Margaret was the highest ranking of Margaret Beauchamp’s children from her three marriages, and she ensured that her daughter was raised to be aware of her status. Fisher felt that Margaret was a credit to her mother, declaring that she ‘was a veray Doughter in all [noble manners]’. The shadow of her wardship must have hung over her early childhood however, and early in 1450, the Duke of Suffolk finally decided to make clear his plans for her.

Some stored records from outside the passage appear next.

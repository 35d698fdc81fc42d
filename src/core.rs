//! # Core Module / 核心模块
//!
//! This module contains the core functionality of the orchestrator:
//! data models, configuration, the per-cell components and the matrix
//! controller that ties them together.
//!
//! 此模块包含编排器的核心功能：
//! 数据模型、配置、各单元组件以及将它们串联起来的矩阵控制器。

pub mod config;
pub mod errors;
pub mod execution;
pub mod harness;
pub mod license;
pub mod models;
pub mod planner;
pub mod provision;
pub mod selector;
pub mod trigger;

// Re-exports
pub use execution::{CellContext, run_cell, run_matrix};
pub use models::{CellOutcome, MatrixSummary};
//! # File System Operations Module / 文件系统操作模块
//!
//! This module provides utilities for file system operations,
//! such as creating the isolated per-cell work directory.
//!
//! 此模块提供文件系统操作的实用功能，例如创建每个单元独立的工作目录。

use anyhow::{Context, Result};
use std::fs;
use std::path::{Path, PathBuf};
use tempfile::TempDir;

/// Turns a cell id into something safe to use in a directory name.
/// 将单元标识转换为可安全用于目录名称的字符串。
pub fn sanitize(name: &str) -> String {
    name.chars()
        .map(|c| if c.is_ascii_alphanumeric() || c == '.' || c == '-' { c } else { '_' })
        .collect()
}

/// Creates a unique, temporary work directory for one cell.
/// The directory and everything in it (environment prefix, license file,
/// coverage report) is removed when the returned `TempDir` is dropped.
///
/// # Arguments
/// * `base` - Optional parent directory; the system temp dir is used when `None`
/// * `cell_id` - Id of the cell, used to make the directory recognizable
///
/// 为单个单元创建唯一的临时工作目录。
/// 当返回的 `TempDir` 被丢弃时，该目录及其中的所有内容
/// （环境前缀、许可证文件、覆盖率报告）都会被删除。
pub fn create_cell_workdir(base: Option<&Path>, cell_id: &str) -> std::io::Result<TempDir> {
    let prefix = format!("matrix_orchestrator_{}_", sanitize(cell_id));
    let mut builder = tempfile::Builder::new();
    builder.prefix(&prefix);
    match base {
        Some(dir) => {
            fs::create_dir_all(dir)?;
            builder.tempdir_in(dir)
        }
        None => builder.tempdir(),
    }
}

/// Gets the absolute path from a potentially relative path.
///
/// # Arguments
/// * `path` - Path to canonicalize
///
/// # Returns
/// Canonicalized absolute path, or an error if the path doesn't exist
pub fn absolute_path(path: &Path) -> Result<PathBuf> {
    fs::canonicalize(path).with_context(|| format!("Failed to resolve path: {}", path.display()))
}

/// Resolves `path` against `root` unless it is already absolute.
/// 除非 `path` 已是绝对路径，否则相对于 `root` 解析它。
pub fn resolve_against(root: &Path, path: &Path) -> PathBuf {
    if path.is_absolute() {
        path.to_path_buf()
    } else {
        root.join(path)
    }
}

During the early years of Henry VI’s reign, his leading councillors had been his uncle, Humphrey, Duke of Gloucester, and his great uncle, Cardinal Beaufort. Beaufort had virtually retired from court before his death in April 1447, making room for Suffolk to increase his influence. Gloucester, who was disliked by his nephew, the King, also found his influence increasingly marginalised in the early years of the 1440s, and on 10 February, he was suddenly arrested and was found dead a few days later. Although Gloucester’s death was announced to have been due to natural causes, it was widely rumoured that Suffolk had ordered his murder. When, shortly afterwards, Normandy fell whilst under the control of Margaret’s uncle, Edmund Beaufort, who was Suffolk’s ally, Suffolk became increasingly disliked.

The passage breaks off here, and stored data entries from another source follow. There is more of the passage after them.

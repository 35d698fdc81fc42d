//! # Commands / 子命令
//!
//! One module per subcommand, plus the setup they share.
//!
//! 每个子命令一个模块，以及它们共享的准备逻辑。

pub mod cell;
pub mod init;
pub mod plan;
pub mod run;

use anyhow::{Context, Result};
use colored::*;
use std::path::{Path, PathBuf};
use std::sync::Arc;
use tokio::signal;
use tokio_util::sync::CancellationToken;

use crate::core::config::{Orchestration, load_config};
use crate::core::execution::CellContext;
use crate::core::models::MatrixSummary;
use crate::core::trigger::TriggerInputs;
use crate::infra::executor::ShellExecutor;
use crate::infra::fs::absolute_path;
use crate::infra::t;
use crate::reporting::{generate_html_report, print_failure_details, print_summary, write_json_report};
use crate::resolve_locale;

/// Loads the configuration and switches to its language unless `--lang` was given.
pub(crate) fn load_and_localize(
    config: &Path,
    lang_override: Option<&str>,
) -> Result<(Orchestration, PathBuf)> {
    let (orchestration, config_path) = load_config(config)?;
    if lang_override.is_none() {
        rust_i18n::set_locale(&resolve_locale(&orchestration.config.language));
    }
    Ok((orchestration, config_path))
}

/// Builds the shared cell context with the host shell executor.
pub(crate) fn shell_context(
    orchestration: Orchestration,
    project_dir: &Path,
) -> Result<Arc<CellContext>> {
    let project_root = absolute_path(project_dir).with_context(|| {
        t!("run.project_dir_not_found", path = project_dir.display()).to_string()
    })?;
    println!("{}", t!("run.project_root_detected", path = project_root.display()));

    let secret = TriggerInputs::read_secret(&orchestration.config.license.secret_env);
    if secret.is_none() {
        println!(
            "{}",
            t!(
                "run.secret_not_set",
                var = &orchestration.config.license.secret_env
            )
            .yellow()
        );
    }

    Ok(Arc::new(CellContext {
        orchestration,
        executor: Arc::new(ShellExecutor),
        project_root,
        secret,
        workdir_base: None,
    }))
}

/// Sets up a signal handler for graceful shutdown.
pub(crate) fn setup_signal_handler() -> CancellationToken {
    let token = CancellationToken::new();
    let token_clone = token.clone();

    tokio::spawn(async move {
        if let Err(e) = signal::ctrl_c().await {
            eprintln!("{}", t!("run.signal_listen_failed", error = e));
            return;
        }
        println!("\n{}", t!("run.shutdown_signal").yellow());
        token_clone.cancel();
    });

    token
}

/// Prints the summary, writes the requested reports and turns the aggregate
/// status into the command's result.
pub(crate) fn finish(
    summary: &MatrixSummary,
    html: Option<&Path>,
    json: Option<&Path>,
) -> Result<()> {
    print_summary(summary);

    if let Some(report_path) = html {
        println!("\n{}", t!("report.generating_html", path = report_path.display()));
        if let Err(e) = generate_html_report(summary, report_path) {
            eprintln!("{} {e:#}", t!("report.html_failed").red());
        }
    }
    if let Some(report_path) = json {
        println!("{}", t!("report.generating_json", path = report_path.display()));
        if let Err(e) = write_json_report(summary, report_path) {
            eprintln!("{} {e:#}", t!("report.json_failed").red());
        }
    }

    if summary.is_success() {
        println!("\n{}", t!("run.all_cells_passed").green().bold());
        Ok(())
    } else {
        let failed: Vec<_> = summary.failed().collect();
        print_failure_details(&failed);
        anyhow::bail!(
            t!(
                "run.matrix_failed",
                failed = failed.len(),
                total = summary.outcomes.len()
            )
            .to_string()
        );
    }
}
// Shared test helpers for integration tests
#![allow(dead_code)]

use async_trait::async_trait;
use std::collections::HashMap;
use std::fs;
use std::io;
use std::path::{Path, PathBuf};
use std::sync::atomic::{AtomicUsize, Ordering};
use std::sync::{Arc, Mutex};
use std::time::Duration;
use tempfile::{TempDir, tempdir};

use matrix_orchestrator::core::config::Orchestration;
use matrix_orchestrator::core::execution::CellContext;
use matrix_orchestrator::core::models::{InterpreterVersion, MatrixCell, Os, Variant};
use matrix_orchestrator::infra::executor::{CommandOutput, Executor, StepCommand, ToolStep};

pub const NONE_MANIFEST: &str = "devtools/conda-envs/test-env.yaml";
pub const EXTRA_MANIFEST: &str = "devtools/conda-envs/extra-env.yaml";
pub const LICENSE_VAR: &str = "TOOLKIT_LICENSE";

/// A configuration whose collaborator commands name the cell, so the
/// scripted executor can tell cells apart.
pub const TEST_CONFIG: &str = r#"
language = "en"

[matrix]
os = ["linux", "macos"]
interpreter_versions = ["3.7"]
variants = ["none", "extra_a"]

[environments.none]
manifest = "devtools/conda-envs/test-env.yaml"

[environments.extra_a]
manifest = "devtools/conda-envs/extra-env.yaml"

[license]
secret_env = "TEST_LICENSE_SECRET"
export_as = "TOOLKIT_LICENSE"

[tests]
path = "tests"
coverage_namespace = "mypackage"

[commands]
create_environment = "fake-env create {cell} --prefix {env_dir} python={version}"
install_manifest = "fake-env update {cell} --prefix {env_dir} --file {manifest}"
install_project = "fake-pip install {cell} --no-deps {project}"
environment_info = ""
capability_probe = "fake-probe {cell} {license_file}"
run_tests = "fake-pytest {cell} --cov={coverage_namespace} --cov-report=xml:{coverage_file} {test_path}"
publish = "fake-codecov {cell} --file {coverage_file}"
"#;

pub fn test_orchestration() -> Orchestration {
    Orchestration::from_toml_str(TEST_CONFIG).expect("test config must be valid")
}

pub fn cell(os: Os, version: &str, variant: Variant) -> MatrixCell {
    MatrixCell::new(os, version.parse::<InterpreterVersion>().unwrap(), variant)
}

/// How a scripted command behaves.
#[derive(Debug, Clone, PartialEq, Eq)]
pub enum Behavior {
    /// Exit with this code. The test step also writes its coverage report.
    Exit(i32),
    /// Exit with this code without writing a coverage report.
    ExitWithoutCoverage(i32),
    /// Terminated by a signal: no exit code.
    Killed,
    /// The program cannot be started.
    SpawnError,
    /// Succeeds iff the exported license file exists and is not empty.
    LicenseCheck,
    /// The executor panics.
    Panic,
}

/// An `Executor` that follows a script instead of spawning processes and
/// records every command it was asked to run.
pub struct ScriptedExecutor {
    rules: HashMap<(ToolStep, Option<String>), Behavior>,
    calls: Mutex<Vec<StepCommand>>,
    latency: Option<Duration>,
    in_flight: AtomicUsize,
    max_in_flight: AtomicUsize,
}

impl Default for ScriptedExecutor {
    fn default() -> Self {
        Self::new()
    }
}

impl ScriptedExecutor {
    pub fn new() -> Self {
        let mut rules = HashMap::new();
        rules.insert((ToolStep::CapabilityProbe, None), Behavior::LicenseCheck);
        Self {
            rules,
            calls: Mutex::new(Vec::new()),
            latency: None,
            in_flight: AtomicUsize::new(0),
            max_in_flight: AtomicUsize::new(0),
        }
    }

    /// Makes every command take `latency`, so concurrent cells overlap.
    pub fn with_latency(mut self, latency: Duration) -> Self {
        self.latency = Some(latency);
        self
    }

    /// The most commands that were ever running at the same time.
    pub fn max_in_flight(&self) -> usize {
        self.max_in_flight.load(Ordering::SeqCst)
    }

    /// Sets the behavior of `step` for every cell.
    pub fn on(mut self, step: ToolStep, behavior: Behavior) -> Self {
        self.rules.insert((step, None), behavior);
        self
    }

    /// Sets the behavior of `step` for one cell only.
    pub fn on_cell(mut self, step: ToolStep, cell: &MatrixCell, behavior: Behavior) -> Self {
        self.rules.insert((step, Some(cell.id())), behavior);
        self
    }

    pub fn calls(&self) -> Vec<StepCommand> {
        self.calls.lock().unwrap().clone()
    }

    /// The steps run for one cell, in order.
    pub fn steps_for(&self, cell: &MatrixCell) -> Vec<ToolStep> {
        let id = cell.id();
        self.calls()
            .into_iter()
            .filter(|c| c.args.iter().any(|a| *a == id))
            .map(|c| c.step)
            .collect()
    }

    fn behavior_for(&self, command: &StepCommand) -> Behavior {
        let cell_rule = command.args.iter().find_map(|arg| {
            self.rules
                .get(&(command.step, Some(arg.clone())))
                .cloned()
        });
        cell_rule
            .or_else(|| self.rules.get(&(command.step, None)).cloned())
            .unwrap_or(Behavior::Exit(0))
    }
}

fn coverage_target(command: &StepCommand) -> Option<PathBuf> {
    command
        .args
        .iter()
        .find_map(|a| a.strip_prefix("--cov-report=xml:"))
        .map(PathBuf::from)
}

fn exported_license(command: &StepCommand) -> Option<PathBuf> {
    command
        .envs
        .iter()
        .find(|(k, _)| k == LICENSE_VAR)
        .map(|(_, v)| PathBuf::from(v))
}

#[async_trait]
impl Executor for ScriptedExecutor {
    async fn execute(&self, command: &StepCommand) -> io::Result<CommandOutput> {
        self.calls.lock().unwrap().push(command.clone());

        let running = self.in_flight.fetch_add(1, Ordering::SeqCst) + 1;
        self.max_in_flight.fetch_max(running, Ordering::SeqCst);
        if let Some(latency) = self.latency {
            tokio::time::sleep(latency).await;
        }
        self.in_flight.fetch_sub(1, Ordering::SeqCst);

        let (exit_code, write_coverage) = match self.behavior_for(command) {
            Behavior::Exit(code) => (Some(code), true),
            Behavior::ExitWithoutCoverage(code) => (Some(code), false),
            Behavior::Killed => (None, false),
            Behavior::SpawnError => {
                return Err(io::Error::new(
                    io::ErrorKind::NotFound,
                    format!("{}: not found", command.program),
                ));
            }
            Behavior::LicenseCheck => {
                let licensed = exported_license(command)
                    .and_then(|path| fs::read(path).ok())
                    .is_some_and(|content| !content.is_empty());
                (Some(if licensed { 0 } else { 1 }), false)
            }
            Behavior::Panic => panic!("scripted executor panic in {}", command.step),
        };

        if write_coverage && command.step == ToolStep::RunTests {
            if let Some(path) = coverage_target(command) {
                fs::write(path, "<coverage version=\"7.0\"/>")?;
            }
        }

        Ok(CommandOutput {
            exit_code,
            output: format!("{} ran {}", command.program, command.step),
        })
    }
}

/// A cell context around a scripted executor. The returned temp dirs hold
/// the project root and the cell work directories.
pub struct Harness {
    pub executor: Arc<ScriptedExecutor>,
    pub project: TempDir,
    pub workdirs: TempDir,
}

impl Harness {
    pub fn new(executor: ScriptedExecutor) -> Self {
        Self {
            executor: Arc::new(executor),
            project: tempdir().expect("Failed to create project directory"),
            workdirs: tempdir().expect("Failed to create work directory base"),
        }
    }

    pub fn context(&self, orchestration: Orchestration, secret: Option<&str>) -> Arc<CellContext> {
        Arc::new(CellContext {
            orchestration,
            executor: self.executor.clone(),
            project_root: self.project.path().to_path_buf(),
            secret: secret.map(str::to_string),
            workdir_base: Some(self.workdirs.path().to_path_buf()),
        })
    }

    /// Number of cell work directories still on disk.
    pub fn leftover_workdirs(&self) -> usize {
        count_entries(self.workdirs.path())
    }
}

pub fn count_entries(dir: &Path) -> usize {
    fs::read_dir(dir).map(|entries| entries.count()).unwrap_or(0)
}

By early 1450, Suffolk was aware that he was deeply unpopular, and on 28 January, the commons in parliament ordered his arrest and imprisonment in the Tower of London. He had originally intended to marry his eldest son, John de la Pole, to the wealthy heiress of the Earl of Warwick, whose wardship he had secured at a similar time to Margaret’s. The Warwick heiress’s early death threw these plans into disarray, and at some point between 28 January and 7 February 1450, in an attempt to increase his support and ensure that his family continued to benefit from Margaret’s lands, he brought the two children together to be married. At the time of the marriage, John de la Pole was eight years old and Margaret only six, and the couple never lived together as husband and wife. Instead, it is likely that, once the ceremony had been performed, Margaret was returned to her mother’s custody whilst Suffolk attempted to salvage his position as the most powerful man in England. Margaret was given no choice in the marriage, and it is possible that she never fully understood the ceremony that was performed, later referring to her second husband, Edmund Tudor, as her first. Whilst the marriage remained unconsummated and both children were below the age of consent, the marriage was, in any event, voidable, although Suffolk did go to the trouble of obtaining a dispensation from the Pope due to the blood relationship between Margaret and John.